Valerie Fletcher described the extent to which these philosophical underpinnings transformed Giacometti's creative vision during these years: "Giacometti did not evolve his postwar figurative art with the deliberate intention of creating an Existentialist art; his motivations were personal, instinctive, and aesthetic.

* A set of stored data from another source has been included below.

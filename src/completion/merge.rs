//! Deterministic overlap stripping between a raw suggestion and the text
//! already adjacent to the cursor.
//!
//! A model shown a wide context often reproduces the line it was given;
//! inserting its output verbatim would double tokens on either side of the
//! cursor. The resolver drops the longest suffix of `before` that prefixes
//! the suggestion, then the longest prefix of `after` that suffixes what
//! remains.

/// Compute the minimal non-duplicating insertion for a suggestion. Total:
/// handles empty strings, never strips more than the suggestion itself,
/// and only splits at UTF-8 boundaries.
pub fn merge(before: &str, after: &str, suggestion: &str) -> String {
    let lead = suffix_prefix_overlap(before, suggestion);
    let remainder = &suggestion[lead..];
    let trail = prefix_suffix_overlap(after, remainder);
    remainder[..remainder.len() - trail].to_string()
}

/// Length of the longest suffix of `before` that is a prefix of
/// `suggestion`.
fn suffix_prefix_overlap(before: &str, suggestion: &str) -> usize {
    let max = before.len().min(suggestion.len());
    for len in (1..=max).rev() {
        if !suggestion.is_char_boundary(len) || !before.is_char_boundary(before.len() - len) {
            continue;
        }
        if before[before.len() - len..] == suggestion[..len] {
            return len;
        }
    }
    0
}

/// Length of the longest prefix of `after` that is a suffix of
/// `suggestion`.
fn prefix_suffix_overlap(after: &str, suggestion: &str) -> usize {
    let max = after.len().min(suggestion.len());
    for len in (1..=max).rev() {
        if !after.is_char_boundary(len) || !suggestion.is_char_boundary(suggestion.len() - len) {
            continue;
        }
        if after[..len] == suggestion[suggestion.len() - len..] {
            return len;
        }
    }
    0
}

Nonetheless Existentialist interpretations of Giacometti's art, although somewhat facile, are substantiated by the artworks themselves, especially those from 1946-52. A number of sculptures and paintings depict figures whose frail proportions and solitary stance within a large, often desolate space connote the essential isolation of the individual. In addition to such iconographic connections with Existentialism, Giacometti's art involved a profound philosophical investigation of the nature of the self. For Sartre and Giacometti, being is neither defined nor fully revealed by its apparent manifestations, it transcends description, although it is not separate from its phenomena, and so human consciousness remains always in flux" (V. Fletcher in Alberto Giacometti (exhibition catalogue), Hirshhorn Museum and Sculpture Garden, Washington, D.C. & San Francisco Museum of Art, San Francisco, 1988-89, p. 35).

 

It was in 1951, the year he executed Le Chat, that Giacometti had his first solo exhibition at Galerie Maeght, Paris. The show, which included the plaster cast of Le Chat, was a tremendous success and helped propel Giacometti to his status as one of the foremost avant-garde artists working in Paris. Subsequently the Solomon R. Guggenheim Museum in New York staged a retrospective exhibition of his work in 1955, and in the following year he exhibited a now celebrated group of large female figures at the Venice Biennial. Despite his growing success, Giacometti remained true to his working ethic and his profound material simplicity, retaining his small studio and returning every year to his native Stampa to visit his mother who would serve as his model. Writing about his personality and his disregard for conventions, Bernard Lamarche-Vadel recounted an anecdote: when asked whether in a burning house, he would save a painting by Rembrandt or a cat, Giacometti said that he would save the cat, an answer that reflects his personality better than any analysis (B. Lamarche-Vadel, op. cit., p. 143). It is this sense of humanity, coupled with the philosophical undertones that marked this era, that is so powerfully embodied in this work.

 

Other casts of Le Chat are in major public collections including The Metropolitan Museum of Art in New York; the Fondation Marguerite et Aimé Maeght, Saint-Paul-de-Vence; The Berggruen Museum in Berlin, and the Stiftung Alberto Giacometti in Zürich.